WORK TASK:
Every line of the records below that holds the word "CalciumGluconate" should be copied out.

Stored entries
Start of Block

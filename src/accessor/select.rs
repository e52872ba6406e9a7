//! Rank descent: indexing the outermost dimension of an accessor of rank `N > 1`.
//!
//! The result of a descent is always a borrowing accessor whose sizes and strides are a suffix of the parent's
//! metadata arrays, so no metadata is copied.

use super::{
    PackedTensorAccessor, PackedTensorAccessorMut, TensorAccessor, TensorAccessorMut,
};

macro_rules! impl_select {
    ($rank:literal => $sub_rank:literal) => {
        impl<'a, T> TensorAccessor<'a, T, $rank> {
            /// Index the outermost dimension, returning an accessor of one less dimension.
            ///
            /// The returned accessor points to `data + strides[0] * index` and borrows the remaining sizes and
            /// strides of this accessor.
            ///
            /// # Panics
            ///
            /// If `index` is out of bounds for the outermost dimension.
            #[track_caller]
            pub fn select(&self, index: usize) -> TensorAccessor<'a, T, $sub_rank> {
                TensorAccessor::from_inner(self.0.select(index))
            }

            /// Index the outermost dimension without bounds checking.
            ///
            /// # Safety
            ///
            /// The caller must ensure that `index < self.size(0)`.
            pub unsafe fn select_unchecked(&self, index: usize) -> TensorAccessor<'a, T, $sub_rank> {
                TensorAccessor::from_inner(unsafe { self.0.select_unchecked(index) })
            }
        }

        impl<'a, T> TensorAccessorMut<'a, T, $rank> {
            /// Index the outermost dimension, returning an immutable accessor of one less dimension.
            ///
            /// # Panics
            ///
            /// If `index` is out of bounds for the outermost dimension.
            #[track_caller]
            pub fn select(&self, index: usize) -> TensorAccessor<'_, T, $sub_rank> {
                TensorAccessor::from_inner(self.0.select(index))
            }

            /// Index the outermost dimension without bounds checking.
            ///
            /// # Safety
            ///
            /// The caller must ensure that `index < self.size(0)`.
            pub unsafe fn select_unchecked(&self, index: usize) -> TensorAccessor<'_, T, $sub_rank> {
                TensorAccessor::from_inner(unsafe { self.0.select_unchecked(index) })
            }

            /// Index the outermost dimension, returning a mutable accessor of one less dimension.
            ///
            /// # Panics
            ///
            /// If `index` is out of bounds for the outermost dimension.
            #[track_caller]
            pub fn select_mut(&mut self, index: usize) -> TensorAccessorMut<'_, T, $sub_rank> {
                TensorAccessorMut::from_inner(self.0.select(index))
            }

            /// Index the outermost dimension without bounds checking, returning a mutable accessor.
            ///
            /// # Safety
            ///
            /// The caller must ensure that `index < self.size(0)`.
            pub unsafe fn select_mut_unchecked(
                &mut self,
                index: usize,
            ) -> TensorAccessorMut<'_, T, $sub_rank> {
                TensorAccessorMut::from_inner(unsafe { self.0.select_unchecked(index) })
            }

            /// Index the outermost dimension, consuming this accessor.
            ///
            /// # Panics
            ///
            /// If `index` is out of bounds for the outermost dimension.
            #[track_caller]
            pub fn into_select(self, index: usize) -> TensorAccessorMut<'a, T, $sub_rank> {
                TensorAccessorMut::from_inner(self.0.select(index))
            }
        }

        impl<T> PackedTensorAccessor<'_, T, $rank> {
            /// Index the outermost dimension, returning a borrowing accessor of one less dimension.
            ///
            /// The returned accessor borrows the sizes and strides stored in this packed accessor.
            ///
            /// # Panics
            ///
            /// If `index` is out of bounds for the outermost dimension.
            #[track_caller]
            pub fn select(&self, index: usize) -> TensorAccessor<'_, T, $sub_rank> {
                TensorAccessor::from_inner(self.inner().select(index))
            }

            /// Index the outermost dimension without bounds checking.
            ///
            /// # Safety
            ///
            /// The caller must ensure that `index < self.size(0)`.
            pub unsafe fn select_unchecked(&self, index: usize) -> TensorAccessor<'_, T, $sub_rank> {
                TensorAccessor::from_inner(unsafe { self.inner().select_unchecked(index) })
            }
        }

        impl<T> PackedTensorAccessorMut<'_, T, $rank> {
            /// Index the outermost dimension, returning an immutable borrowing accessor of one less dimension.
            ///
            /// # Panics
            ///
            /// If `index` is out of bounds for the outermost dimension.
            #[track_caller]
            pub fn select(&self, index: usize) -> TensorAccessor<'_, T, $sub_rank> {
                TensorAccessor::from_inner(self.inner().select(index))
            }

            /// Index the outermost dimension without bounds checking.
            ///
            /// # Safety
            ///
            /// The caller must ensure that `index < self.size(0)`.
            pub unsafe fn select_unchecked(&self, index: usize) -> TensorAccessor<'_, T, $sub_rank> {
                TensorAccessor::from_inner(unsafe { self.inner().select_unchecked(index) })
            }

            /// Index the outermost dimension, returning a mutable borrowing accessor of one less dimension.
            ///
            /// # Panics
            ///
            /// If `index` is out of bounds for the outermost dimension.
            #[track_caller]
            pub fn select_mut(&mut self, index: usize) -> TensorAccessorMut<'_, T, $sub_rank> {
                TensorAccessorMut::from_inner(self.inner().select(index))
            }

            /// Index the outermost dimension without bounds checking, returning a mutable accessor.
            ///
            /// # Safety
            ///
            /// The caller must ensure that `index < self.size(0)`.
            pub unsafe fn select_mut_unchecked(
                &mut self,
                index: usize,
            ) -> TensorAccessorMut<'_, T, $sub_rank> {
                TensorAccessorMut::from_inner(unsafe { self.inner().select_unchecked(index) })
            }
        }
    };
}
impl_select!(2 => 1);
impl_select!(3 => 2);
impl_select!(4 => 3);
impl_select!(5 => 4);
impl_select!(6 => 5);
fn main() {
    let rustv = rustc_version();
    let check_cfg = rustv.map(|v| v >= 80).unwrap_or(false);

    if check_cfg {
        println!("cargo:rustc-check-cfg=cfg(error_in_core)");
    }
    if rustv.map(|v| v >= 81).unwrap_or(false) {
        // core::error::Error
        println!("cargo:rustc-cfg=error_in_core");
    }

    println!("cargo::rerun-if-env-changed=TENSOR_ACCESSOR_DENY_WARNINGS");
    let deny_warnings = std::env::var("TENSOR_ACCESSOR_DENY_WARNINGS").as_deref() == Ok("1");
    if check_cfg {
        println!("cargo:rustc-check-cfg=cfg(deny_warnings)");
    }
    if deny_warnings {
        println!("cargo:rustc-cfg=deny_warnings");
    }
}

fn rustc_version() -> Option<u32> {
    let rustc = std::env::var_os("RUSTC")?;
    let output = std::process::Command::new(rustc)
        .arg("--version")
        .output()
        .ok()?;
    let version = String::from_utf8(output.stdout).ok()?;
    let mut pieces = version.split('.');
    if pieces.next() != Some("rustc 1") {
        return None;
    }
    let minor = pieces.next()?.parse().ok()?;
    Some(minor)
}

End of Block
Start of Block

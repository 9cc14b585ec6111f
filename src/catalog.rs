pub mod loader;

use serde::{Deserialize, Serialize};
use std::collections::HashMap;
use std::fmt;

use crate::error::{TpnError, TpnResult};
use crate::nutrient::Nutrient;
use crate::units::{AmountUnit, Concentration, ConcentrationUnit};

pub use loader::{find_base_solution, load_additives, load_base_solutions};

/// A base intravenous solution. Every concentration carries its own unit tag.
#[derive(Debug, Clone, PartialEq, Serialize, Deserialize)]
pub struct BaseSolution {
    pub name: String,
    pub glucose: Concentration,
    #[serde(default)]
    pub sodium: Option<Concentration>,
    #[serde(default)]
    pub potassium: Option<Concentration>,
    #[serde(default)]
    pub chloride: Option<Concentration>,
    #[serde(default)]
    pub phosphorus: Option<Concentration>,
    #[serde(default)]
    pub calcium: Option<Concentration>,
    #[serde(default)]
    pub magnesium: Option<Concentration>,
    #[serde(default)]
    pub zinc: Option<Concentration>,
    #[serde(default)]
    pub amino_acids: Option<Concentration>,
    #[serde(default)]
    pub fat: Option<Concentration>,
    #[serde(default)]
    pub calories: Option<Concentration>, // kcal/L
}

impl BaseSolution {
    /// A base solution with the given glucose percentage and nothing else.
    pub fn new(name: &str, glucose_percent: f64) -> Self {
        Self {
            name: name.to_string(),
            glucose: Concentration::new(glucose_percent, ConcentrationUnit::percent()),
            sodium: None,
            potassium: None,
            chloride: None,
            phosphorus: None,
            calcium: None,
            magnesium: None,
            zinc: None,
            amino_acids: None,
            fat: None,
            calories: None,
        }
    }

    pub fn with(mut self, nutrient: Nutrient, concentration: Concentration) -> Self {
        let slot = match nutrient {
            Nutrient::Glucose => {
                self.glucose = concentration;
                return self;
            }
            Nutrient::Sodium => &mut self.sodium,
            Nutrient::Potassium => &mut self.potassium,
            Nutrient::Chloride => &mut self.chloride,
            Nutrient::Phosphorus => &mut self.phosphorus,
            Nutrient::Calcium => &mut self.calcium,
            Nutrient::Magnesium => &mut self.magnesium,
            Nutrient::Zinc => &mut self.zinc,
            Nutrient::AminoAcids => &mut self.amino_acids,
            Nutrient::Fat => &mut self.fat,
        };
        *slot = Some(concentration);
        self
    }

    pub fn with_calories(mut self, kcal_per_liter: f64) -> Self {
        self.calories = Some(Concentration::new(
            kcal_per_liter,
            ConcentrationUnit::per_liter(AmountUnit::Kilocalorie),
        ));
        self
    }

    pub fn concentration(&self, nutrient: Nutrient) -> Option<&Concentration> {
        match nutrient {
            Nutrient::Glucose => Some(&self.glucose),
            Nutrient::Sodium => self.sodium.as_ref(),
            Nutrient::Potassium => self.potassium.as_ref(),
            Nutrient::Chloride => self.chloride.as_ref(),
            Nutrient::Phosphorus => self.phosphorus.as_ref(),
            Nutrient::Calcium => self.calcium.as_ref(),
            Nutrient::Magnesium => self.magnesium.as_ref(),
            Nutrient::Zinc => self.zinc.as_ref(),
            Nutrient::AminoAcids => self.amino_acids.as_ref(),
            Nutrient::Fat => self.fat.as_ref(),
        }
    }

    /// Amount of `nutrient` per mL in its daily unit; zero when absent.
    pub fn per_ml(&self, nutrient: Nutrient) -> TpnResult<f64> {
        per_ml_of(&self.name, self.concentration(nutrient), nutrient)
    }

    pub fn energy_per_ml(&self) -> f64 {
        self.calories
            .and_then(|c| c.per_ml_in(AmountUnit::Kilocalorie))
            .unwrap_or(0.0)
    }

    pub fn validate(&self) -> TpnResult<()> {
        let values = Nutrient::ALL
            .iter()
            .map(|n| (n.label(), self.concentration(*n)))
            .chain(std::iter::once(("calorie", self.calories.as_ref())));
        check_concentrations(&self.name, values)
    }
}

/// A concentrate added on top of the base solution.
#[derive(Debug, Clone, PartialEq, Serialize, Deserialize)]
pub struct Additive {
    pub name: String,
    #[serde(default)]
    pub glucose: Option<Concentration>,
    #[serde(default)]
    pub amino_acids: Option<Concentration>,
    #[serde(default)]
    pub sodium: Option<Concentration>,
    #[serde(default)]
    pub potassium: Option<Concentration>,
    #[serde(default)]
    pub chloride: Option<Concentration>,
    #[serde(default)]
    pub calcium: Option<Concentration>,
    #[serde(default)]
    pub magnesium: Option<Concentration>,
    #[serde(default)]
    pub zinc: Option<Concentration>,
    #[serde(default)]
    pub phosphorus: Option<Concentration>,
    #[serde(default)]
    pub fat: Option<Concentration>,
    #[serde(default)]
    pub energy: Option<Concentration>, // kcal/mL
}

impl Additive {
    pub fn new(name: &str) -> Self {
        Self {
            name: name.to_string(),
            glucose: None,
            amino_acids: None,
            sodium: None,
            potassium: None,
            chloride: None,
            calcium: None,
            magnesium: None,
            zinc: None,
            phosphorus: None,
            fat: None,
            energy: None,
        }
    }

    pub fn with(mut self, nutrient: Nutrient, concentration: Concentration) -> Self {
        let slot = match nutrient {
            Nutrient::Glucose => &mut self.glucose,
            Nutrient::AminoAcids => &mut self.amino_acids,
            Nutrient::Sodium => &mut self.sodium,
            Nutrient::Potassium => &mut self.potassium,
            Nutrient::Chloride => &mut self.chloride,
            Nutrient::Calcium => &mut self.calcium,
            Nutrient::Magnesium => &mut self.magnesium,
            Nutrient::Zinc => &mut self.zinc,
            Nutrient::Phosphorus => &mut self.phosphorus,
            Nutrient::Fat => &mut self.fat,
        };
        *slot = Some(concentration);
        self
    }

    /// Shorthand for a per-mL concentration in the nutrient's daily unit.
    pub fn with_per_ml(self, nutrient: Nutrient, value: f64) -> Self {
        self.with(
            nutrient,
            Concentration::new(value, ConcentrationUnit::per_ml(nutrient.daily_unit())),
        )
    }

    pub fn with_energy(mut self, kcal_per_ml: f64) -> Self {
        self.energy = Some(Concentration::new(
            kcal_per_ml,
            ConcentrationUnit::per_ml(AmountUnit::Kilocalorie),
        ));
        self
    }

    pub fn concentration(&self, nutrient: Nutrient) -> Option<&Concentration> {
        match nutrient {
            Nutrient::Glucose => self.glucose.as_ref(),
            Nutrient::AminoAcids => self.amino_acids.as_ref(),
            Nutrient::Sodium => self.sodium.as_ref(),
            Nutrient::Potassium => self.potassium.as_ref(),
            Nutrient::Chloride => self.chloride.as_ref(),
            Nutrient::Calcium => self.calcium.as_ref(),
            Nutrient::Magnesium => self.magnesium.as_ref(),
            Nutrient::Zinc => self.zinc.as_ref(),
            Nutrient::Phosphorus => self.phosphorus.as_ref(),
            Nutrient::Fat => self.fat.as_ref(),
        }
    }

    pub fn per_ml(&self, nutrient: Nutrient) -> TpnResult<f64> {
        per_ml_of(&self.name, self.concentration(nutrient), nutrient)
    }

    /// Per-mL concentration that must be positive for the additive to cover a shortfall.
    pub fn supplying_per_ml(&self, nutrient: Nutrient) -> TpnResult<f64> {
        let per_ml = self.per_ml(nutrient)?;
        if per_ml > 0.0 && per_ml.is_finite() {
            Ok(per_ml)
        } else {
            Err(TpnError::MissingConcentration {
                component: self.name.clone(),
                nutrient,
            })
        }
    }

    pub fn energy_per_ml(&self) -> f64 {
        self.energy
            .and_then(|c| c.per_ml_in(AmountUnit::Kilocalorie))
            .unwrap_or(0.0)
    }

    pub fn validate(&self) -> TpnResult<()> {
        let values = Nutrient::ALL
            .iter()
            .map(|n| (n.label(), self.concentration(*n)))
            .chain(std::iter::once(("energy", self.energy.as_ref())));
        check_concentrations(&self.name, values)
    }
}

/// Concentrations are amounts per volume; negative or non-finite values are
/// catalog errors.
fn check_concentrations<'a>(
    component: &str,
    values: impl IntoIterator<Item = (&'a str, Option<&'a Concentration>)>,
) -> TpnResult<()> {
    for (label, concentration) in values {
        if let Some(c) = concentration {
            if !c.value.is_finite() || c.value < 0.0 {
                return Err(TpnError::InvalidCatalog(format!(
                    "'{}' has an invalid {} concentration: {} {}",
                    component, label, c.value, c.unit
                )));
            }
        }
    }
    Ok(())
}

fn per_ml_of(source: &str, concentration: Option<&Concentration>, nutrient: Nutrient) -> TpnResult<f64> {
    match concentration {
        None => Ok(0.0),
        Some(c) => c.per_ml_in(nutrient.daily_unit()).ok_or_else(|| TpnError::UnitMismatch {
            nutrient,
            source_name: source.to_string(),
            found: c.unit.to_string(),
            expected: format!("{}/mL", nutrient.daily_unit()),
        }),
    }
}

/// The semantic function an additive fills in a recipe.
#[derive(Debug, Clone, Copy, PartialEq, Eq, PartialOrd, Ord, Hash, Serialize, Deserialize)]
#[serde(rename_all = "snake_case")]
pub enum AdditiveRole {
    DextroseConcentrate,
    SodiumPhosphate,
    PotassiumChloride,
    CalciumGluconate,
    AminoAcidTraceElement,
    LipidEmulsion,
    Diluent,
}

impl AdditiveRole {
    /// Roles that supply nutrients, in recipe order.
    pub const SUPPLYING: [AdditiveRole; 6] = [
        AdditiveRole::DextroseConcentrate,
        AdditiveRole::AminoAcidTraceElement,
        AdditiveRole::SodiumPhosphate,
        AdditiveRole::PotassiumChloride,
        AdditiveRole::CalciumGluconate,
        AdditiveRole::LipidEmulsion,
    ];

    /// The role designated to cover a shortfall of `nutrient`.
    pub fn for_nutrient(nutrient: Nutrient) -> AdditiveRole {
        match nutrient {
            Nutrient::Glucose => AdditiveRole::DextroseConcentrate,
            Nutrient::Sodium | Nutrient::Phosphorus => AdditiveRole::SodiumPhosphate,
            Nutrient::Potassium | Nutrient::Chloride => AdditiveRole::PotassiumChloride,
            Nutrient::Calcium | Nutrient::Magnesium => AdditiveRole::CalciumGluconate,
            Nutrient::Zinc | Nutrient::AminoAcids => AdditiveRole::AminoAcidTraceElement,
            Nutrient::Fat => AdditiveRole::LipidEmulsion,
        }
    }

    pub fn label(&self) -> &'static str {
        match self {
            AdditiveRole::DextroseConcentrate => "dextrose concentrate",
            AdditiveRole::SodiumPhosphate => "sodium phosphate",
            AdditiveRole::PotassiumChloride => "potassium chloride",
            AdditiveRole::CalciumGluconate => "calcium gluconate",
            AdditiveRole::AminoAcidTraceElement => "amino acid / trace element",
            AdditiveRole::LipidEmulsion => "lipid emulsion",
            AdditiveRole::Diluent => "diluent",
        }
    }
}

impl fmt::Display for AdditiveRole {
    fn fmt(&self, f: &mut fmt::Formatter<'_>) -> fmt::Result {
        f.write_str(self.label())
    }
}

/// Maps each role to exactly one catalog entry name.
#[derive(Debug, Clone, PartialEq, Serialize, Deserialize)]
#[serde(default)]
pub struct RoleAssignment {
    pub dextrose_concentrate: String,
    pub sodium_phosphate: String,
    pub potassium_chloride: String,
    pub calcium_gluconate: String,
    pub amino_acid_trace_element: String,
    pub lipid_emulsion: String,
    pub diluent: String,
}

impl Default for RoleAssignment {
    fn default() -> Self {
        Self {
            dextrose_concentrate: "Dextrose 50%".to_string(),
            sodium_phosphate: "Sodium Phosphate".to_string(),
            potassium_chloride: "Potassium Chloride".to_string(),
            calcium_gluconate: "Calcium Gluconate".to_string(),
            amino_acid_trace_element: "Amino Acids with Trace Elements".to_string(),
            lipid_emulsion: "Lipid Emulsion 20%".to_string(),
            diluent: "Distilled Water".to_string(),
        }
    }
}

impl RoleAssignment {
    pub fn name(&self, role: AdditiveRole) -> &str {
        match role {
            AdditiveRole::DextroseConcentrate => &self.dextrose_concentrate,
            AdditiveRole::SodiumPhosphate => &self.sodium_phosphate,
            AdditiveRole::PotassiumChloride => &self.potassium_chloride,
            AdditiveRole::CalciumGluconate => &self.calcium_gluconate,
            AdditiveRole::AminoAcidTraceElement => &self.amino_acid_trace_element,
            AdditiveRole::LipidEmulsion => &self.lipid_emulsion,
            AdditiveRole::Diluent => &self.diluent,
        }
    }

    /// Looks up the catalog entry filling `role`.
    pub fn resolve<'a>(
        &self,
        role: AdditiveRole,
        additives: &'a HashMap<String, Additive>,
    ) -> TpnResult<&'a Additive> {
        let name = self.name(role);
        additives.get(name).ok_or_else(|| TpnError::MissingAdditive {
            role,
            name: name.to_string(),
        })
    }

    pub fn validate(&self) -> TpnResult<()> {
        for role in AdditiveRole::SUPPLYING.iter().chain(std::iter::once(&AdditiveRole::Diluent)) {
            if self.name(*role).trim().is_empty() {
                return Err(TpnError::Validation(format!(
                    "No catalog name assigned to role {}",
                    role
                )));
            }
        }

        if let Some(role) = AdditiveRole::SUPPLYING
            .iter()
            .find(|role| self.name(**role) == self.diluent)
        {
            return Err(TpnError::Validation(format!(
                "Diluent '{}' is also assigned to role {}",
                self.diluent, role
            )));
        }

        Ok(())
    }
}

End of Block

RESULT OF THIS TASK:
    CalciumGluconate,
        AdditiveRole::CalciumGluconate,
            Nutrient::Calcium | Nutrient::Magnesium => AdditiveRole::CalciumGluconate,
            AdditiveRole::CalciumGluconate => "calcium gluconate",
            AdditiveRole::CalciumGluconate => &self.calcium_gluconate,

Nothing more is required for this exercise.